Seth Freedman’s misguided guide to NGO hysteria

December 22nd, 2008 by NGO Monitor Staff | Category: Ethics, NGO Monitor, NGOs
Tags: none

Seth Freedman’s latest offering on The Guardian’s “Comment is Free” site, provides an intriguing but somewhat deluded insight into the obsession and hysteria surrounding the Arab-Israeli conflict.  Having taken a gratuitous swipe at NGO Monitor in his opening paragraph, Freedman describes how a seemingly innocent enquiry about ‘Western gyms’ in Ramallah within the town’s NGO community became the catalyst for a surreal debate on cultural relativism.   

Freedman appears exasperated at the ‘outraged’ community members who take apparent offence at reference to ‘Western gyms’, regarding it as a code for Western cultural superiority and an affront to local culture and values.   Interestingly, Freedman condemns ‘the hysterical hyper-sensitive reaction…which is most indicative of a deep-rooted malaise in the NGO world’.  Yes, the label of hysteria can so easily be used to describe the NGO world.  And by the same token, how else do you explain obsessive claims of ‘war crimes’ and ‘collective punishment’ by these groups following any IDF action, even those in response to terrorist attacks?  Yet, Freedman often goes to great lengths to fuel their compulsion.  He is part of the very problem that he criticizes.  

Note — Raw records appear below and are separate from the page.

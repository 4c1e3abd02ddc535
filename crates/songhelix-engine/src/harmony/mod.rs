//! The harmony engine: per-tick chord timeline with chord sections.

use log::debug;
use rand::Rng;
use rand_pcg::Pcg32;

use songhelix_spec::harmony::{ChordPatternSpec, HarmonySpec};

use crate::chord::Chord;
use crate::error::EngineError;
use crate::song::Structure;

pub mod grammar;

use grammar::{ChordAtom, ChordSpec};

/// How often an unfulfillable random-table draw is retried before the whole
/// pattern resolution restarts, and how often the resolution restarts before
/// giving up.
const MAX_DRAW_TRIES: usize = 1000;
const MAX_RESTARTS: usize = 1000;

/// One contiguous run of a single chord.
#[derive(Debug, Clone, PartialEq, Eq)]
struct ChordRun {
    chord: Chord,
    start: usize,
    end: usize,
}

/// An immutable tick-indexed chord timeline with chord-section boundaries.
#[derive(Debug, Clone, PartialEq, Eq)]
pub struct Harmony {
    runs: Vec<ChordRun>,
    /// Section start ticks; `sections[0] == 0`.
    sections: Vec<usize>,
    total_ticks: usize,
}

impl Harmony {
    /// Build from a resolved timeline of `(chord, ticks, new_section)`
    /// entries. Adjacent equal-normalized chords are merged into one run;
    /// section boundaries are preserved.
    pub fn from_timeline(
        timeline: &[(Chord, usize, bool)],
        total_ticks: usize,
    ) -> Result<Self, EngineError> {
        let mut runs: Vec<ChordRun> = Vec::new();
        let mut sections = vec![0usize];
        let mut tick = 0usize;
        for (chord, ticks, new_section) in timeline {
            if *new_section && tick > 0 {
                sections.push(tick);
            }
            match runs.last_mut() {
                Some(last) if last.chord.is_equal_normalized(chord) => {
                    last.end += ticks;
                }
                _ => runs.push(ChordRun {
                    chord: *chord,
                    start: tick,
                    end: tick + ticks,
                }),
            }
            tick += ticks;
        }
        let harmony = Harmony {
            runs,
            sections,
            total_ticks,
        };
        harmony.check_sanity()?;
        Ok(harmony)
    }

    /// Total song ticks.
    pub fn total_ticks(&self) -> usize {
        self.total_ticks
    }

    /// The chord sounding at a tick.
    pub fn chord(&self, tick: usize) -> Chord {
        self.runs[self.run_index(tick)].chord
    }

    /// Remaining ticks of the chord run containing `tick` (>= 1).
    pub fn chord_ticks(&self, tick: usize) -> usize {
        self.runs[self.run_index(tick)].end - tick
    }

    /// Ticks elapsed since the start of the chord run containing `tick`.
    pub fn ticks_into_chord(&self, tick: usize) -> usize {
        tick - self.runs[self.run_index(tick)].start
    }

    /// Remaining ticks of the chord section containing `tick` (>= 1).
    pub fn chord_section_ticks(&self, tick: usize) -> usize {
        let section = self.section_of_tick(tick);
        let end = self
            .sections
            .get(section + 1)
            .copied()
            .unwrap_or(self.total_ticks);
        end - tick
    }

    /// Number of chord sections.
    pub fn section_count(&self) -> usize {
        self.sections.len()
    }

    /// Section start ticks, ascending; the first is always 0.
    pub fn section_boundaries(&self) -> &[usize] {
        &self.sections
    }

    /// Index of the section containing `tick`.
    pub fn section_of_tick(&self, tick: usize) -> usize {
        match self.sections.binary_search(&tick) {
            Ok(i) => i,
            Err(i) => i - 1,
        }
    }

    /// Half-open tick range of a section.
    pub fn section_range(&self, section: usize) -> (usize, usize) {
        let start = self.sections[section];
        let end = self
            .sections
            .get(section + 1)
            .copied()
            .unwrap_or(self.total_ticks);
        (start, end)
    }

    /// Whether a chord or section boundary lies at `tick`.
    pub fn is_chord_boundary(&self, tick: usize) -> bool {
        self.runs[self.run_index(tick)].start == tick
    }

    fn run_index(&self, tick: usize) -> usize {
        debug_assert!(tick < self.total_ticks);
        self.runs
            .partition_point(|run| run.end <= tick)
    }

    /// Verify the timeline invariants.
    ///
    /// Every tick carries a chord; the chord and section tick counters are
    /// at least 1 and strictly decrement within a run; adjacent runs are not
    /// equal-normalized; sections are non-empty and strictly ascending.
    pub fn check_sanity(&self) -> Result<(), EngineError> {
        let fail = |tick: usize, message: String| EngineError::HarmonySanity { tick, message };
        if self.total_ticks == 0 {
            return Err(fail(0, "song has zero ticks".to_string()));
        }
        if self.runs.is_empty() || self.runs[0].start != 0 {
            return Err(fail(0, "timeline does not start at tick 0".to_string()));
        }
        let mut expected_start = 0usize;
        for (i, run) in self.runs.iter().enumerate() {
            if run.start != expected_start {
                return Err(fail(run.start, "gap or overlap between chord runs".to_string()));
            }
            if run.end <= run.start {
                return Err(fail(run.start, "empty chord run".to_string()));
            }
            if let Some(prev) = i.checked_sub(1).map(|p| &self.runs[p]) {
                if prev.chord.is_equal_normalized(&run.chord) {
                    return Err(fail(
                        run.start,
                        "adjacent equal-normalized chords were not merged".to_string(),
                    ));
                }
            }
            expected_start = run.end;
        }
        if expected_start != self.total_ticks {
            return Err(fail(
                expected_start,
                format!("timeline covers {} of {} ticks", expected_start, self.total_ticks),
            ));
        }
        if self.sections.first() != Some(&0) {
            return Err(fail(0, "first section does not start at tick 0".to_string()));
        }
        for pair in self.sections.windows(2) {
            if pair[0] >= pair[1] {
                return Err(fail(pair[1], "empty or unordered chord section".to_string()));
            }
        }
        if let Some(&last) = self.sections.last() {
            if last >= self.total_ticks {
                return Err(fail(last, "section starts past the song end".to_string()));
            }
        }
        // Counter invariants, tick by tick.
        for tick in 1..self.total_ticks {
            if !self.is_chord_boundary(tick) {
                if self.chord_ticks(tick) != self.chord_ticks(tick - 1) - 1 {
                    return Err(fail(tick, "chord tick counter does not decrement".to_string()));
                }
                if self.chord(tick) != self.chord(tick - 1) {
                    return Err(fail(tick, "chord changes within a run".to_string()));
                }
            }
            if !self.sections.contains(&tick)
                && self.chord_section_ticks(tick) != self.chord_section_ticks(tick - 1) - 1
            {
                return Err(fail(tick, "section tick counter does not decrement".to_string()));
            }
        }
        Ok(())
    }
}

/// Build the song's harmony from its configuration.
pub fn build_harmony(
    spec: &HarmonySpec,
    structure: &Structure,
    rng: &mut Pcg32,
) -> Result<Harmony, EngineError> {
    let HarmonySpec::Pattern(pattern_spec) = spec;
    build_pattern_harmony(pattern_spec, structure, rng)
}

fn build_pattern_harmony(
    spec: &ChordPatternSpec,
    structure: &Structure,
    rng: &mut Pcg32,
) -> Result<Harmony, EngineError> {
    if spec.chord_patterns.is_empty() {
        return Err(EngineError::ChordPatternSyntax {
            pattern: String::new(),
            message: "no chord patterns configured".to_string(),
        });
    }
    let pattern = &spec.chord_patterns[rng.gen_range(0..spec.chord_patterns.len())];
    let atoms = grammar::parse_chord_pattern(pattern)?;
    let tables = parse_random_tables(spec)?;

    let mut chords = resolve_atoms(pattern, &atoms, &tables, spec.crossover_pitch, rng)?;
    if spec.minimize_chord_distance {
        let first = chords[0];
        for chord in chords.iter_mut().skip(1) {
            *chord = chord.find_chord_closest_to(&first);
        }
    }
    if spec.normalize_chords {
        for chord in chords.iter_mut() {
            *chord = chord.normalize();
        }
    }

    let timeline = assemble_timeline(pattern, &atoms, &chords, structure)?;
    let harmony = Harmony::from_timeline(&timeline, structure.total_ticks())?;
    debug!(
        "harmony: pattern '{}', {} chord runs, {} sections",
        pattern,
        harmony.runs.len(),
        harmony.section_count()
    );
    Ok(harmony)
}

fn parse_random_tables(spec: &ChordPatternSpec) -> Result<Vec<Vec<Chord>>, EngineError> {
    spec.chord_random_tables
        .iter()
        .map(|table| {
            table
                .split(',')
                .map(str::trim)
                .filter(|name| !name.is_empty())
                .map(|name| Chord::from_name(name, spec.crossover_pitch))
                .collect()
        })
        .collect()
}

/// Resolve the flattened atom list into concrete chords.
///
/// Table draws retry until the candidate differs (equal-normalized) from the
/// previous chord, from the referenced chord for `k!r`, and at the last
/// position from the first chord. Exhausted draws restart the whole pattern.
fn resolve_atoms(
    pattern: &str,
    atoms: &[ChordAtom],
    tables: &[Vec<Chord>],
    crossover_pitch: i32,
    rng: &mut Pcg32,
) -> Result<Vec<Chord>, EngineError> {
    'restart: for _ in 0..MAX_RESTARTS {
        let mut emitted: Vec<Chord> = Vec::with_capacity(atoms.len());
        for (index, atom) in atoms.iter().enumerate() {
            let is_last = index == atoms.len() - 1;
            let chord = match &atom.spec {
                ChordSpec::Name(name) => {
                    Chord::from_name(name, crossover_pitch)?.transpose(atom.transpose)
                }
                ChordSpec::Pitches(p1, p2, p3) => {
                    Chord::new(*p1, *p2, *p3)?.transpose(atom.transpose)
                }
                ChordSpec::BackReference(r) => {
                    let referenced =
                        emitted
                            .get(*r)
                            .copied()
                            .ok_or_else(|| EngineError::BackReference {
                                pattern: pattern.to_string(),
                                index: *r,
                                emitted: emitted.len(),
                            })?;
                    referenced.transpose(atom.transpose)
                }
                ChordSpec::Table(table) | ChordSpec::TableNot { table, .. } => {
                    let exclude = match &atom.spec {
                        ChordSpec::TableNot { not, .. } => {
                            Some(emitted.get(*not).copied().ok_or_else(|| {
                                EngineError::BackReference {
                                    pattern: pattern.to_string(),
                                    index: *not,
                                    emitted: emitted.len(),
                                }
                            })?)
                        }
                        _ => None,
                    };
                    let candidates =
                        tables
                            .get(*table)
                            .ok_or_else(|| EngineError::UnknownRandomTable {
                                pattern: pattern.to_string(),
                                table: *table,
                            })?;
                    if candidates.is_empty() {
                        return Err(EngineError::UnknownRandomTable {
                            pattern: pattern.to_string(),
                            table: *table,
                        });
                    }
                    match draw_chord(candidates, &emitted, exclude, is_last, atom.transpose, rng) {
                        Some(chord) => chord,
                        None => continue 'restart,
                    }
                }
            };
            emitted.push(chord);
        }
        return Ok(emitted);
    }
    let table = atoms
        .iter()
        .find_map(|a| match a.spec {
            ChordSpec::Table(t) | ChordSpec::TableNot { table: t, .. } => Some(t),
            _ => None,
        })
        .unwrap_or(0);
    Err(EngineError::ChordConstraint {
        table,
        attempts: MAX_RESTARTS,
    })
}

fn draw_chord(
    candidates: &[Chord],
    emitted: &[Chord],
    exclude: Option<Chord>,
    is_last: bool,
    transpose: i32,
    rng: &mut Pcg32,
) -> Option<Chord> {
    for _ in 0..MAX_DRAW_TRIES {
        let chord = candidates[rng.gen_range(0..candidates.len())].transpose(transpose);
        if let Some(previous) = emitted.last() {
            if chord.is_equal_normalized(previous) {
                continue;
            }
        }
        if is_last && !emitted.is_empty() && chord.is_equal_normalized(&emitted[0]) {
            continue;
        }
        if let Some(excluded) = exclude {
            if chord.is_equal_normalized(&excluded) {
                continue;
            }
        }
        return Some(chord);
    }
    None
}

/// Replicate resolved chords across their tick lengths, cycling the pattern
/// until the song is covered.
fn assemble_timeline(
    pattern: &str,
    atoms: &[ChordAtom],
    chords: &[Chord],
    structure: &Structure,
) -> Result<Vec<(Chord, usize, bool)>, EngineError> {
    let ticks_per_beat = structure.ticks_per_beat as f64;
    let mut entry_ticks = Vec::with_capacity(atoms.len());
    let mut pattern_ticks = 0usize;
    for atom in atoms {
        let ticks = (atom.beats * ticks_per_beat).round() as usize;
        if ticks == 0 {
            return Err(EngineError::ChordPatternSyntax {
                pattern: pattern.to_string(),
                message: format!("atom length {} beats rounds to zero ticks", atom.beats),
            });
        }
        entry_ticks.push(ticks);
        pattern_ticks += ticks;
    }
    let total = structure.total_ticks();
    if total % pattern_ticks != 0 {
        return Err(EngineError::ChordPatternSyntax {
            pattern: pattern.to_string(),
            message: format!(
                "pattern covers {} ticks which does not divide the song's {}",
                pattern_ticks, total
            ),
        });
    }
    let cycles = total / pattern_ticks;
    let mut timeline = Vec::with_capacity(atoms.len() * cycles);
    for _ in 0..cycles {
        for ((atom, chord), ticks) in atoms.iter().zip(chords).zip(&entry_ticks) {
            timeline.push((*chord, *ticks, atom.new_section));
        }
    }
    Ok(timeline)
}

In his next breath, Freedman gives a useful explanation for the hysteria which he believes unjustifiably gripped elements of Ramallah’s aid community.  He describes them as ‘so assailed with guilt for their European and American backgrounds… that they will use any opportunity – however unwarranted – to trumpet their reborn status to the world again and again.’  Does Freedman not realize that this post-colonial guilt is also a plausible explanation for those who continually condemn the Middle East’s only true democracy, while ignoring the abuses of a myriad of despotic regimes in the name of ‘cultural relativism’?     Freedman’s article has an air of self-satisfaction about it, a self-assured belief in his own righteousness and fairness, while scoffing at the misguided obsession of others.  Yet, he must realize that the accusations he levels at the ‘hysterical few’ could so easily be attributed to his own words and the human rights NGOs he so consistently defends.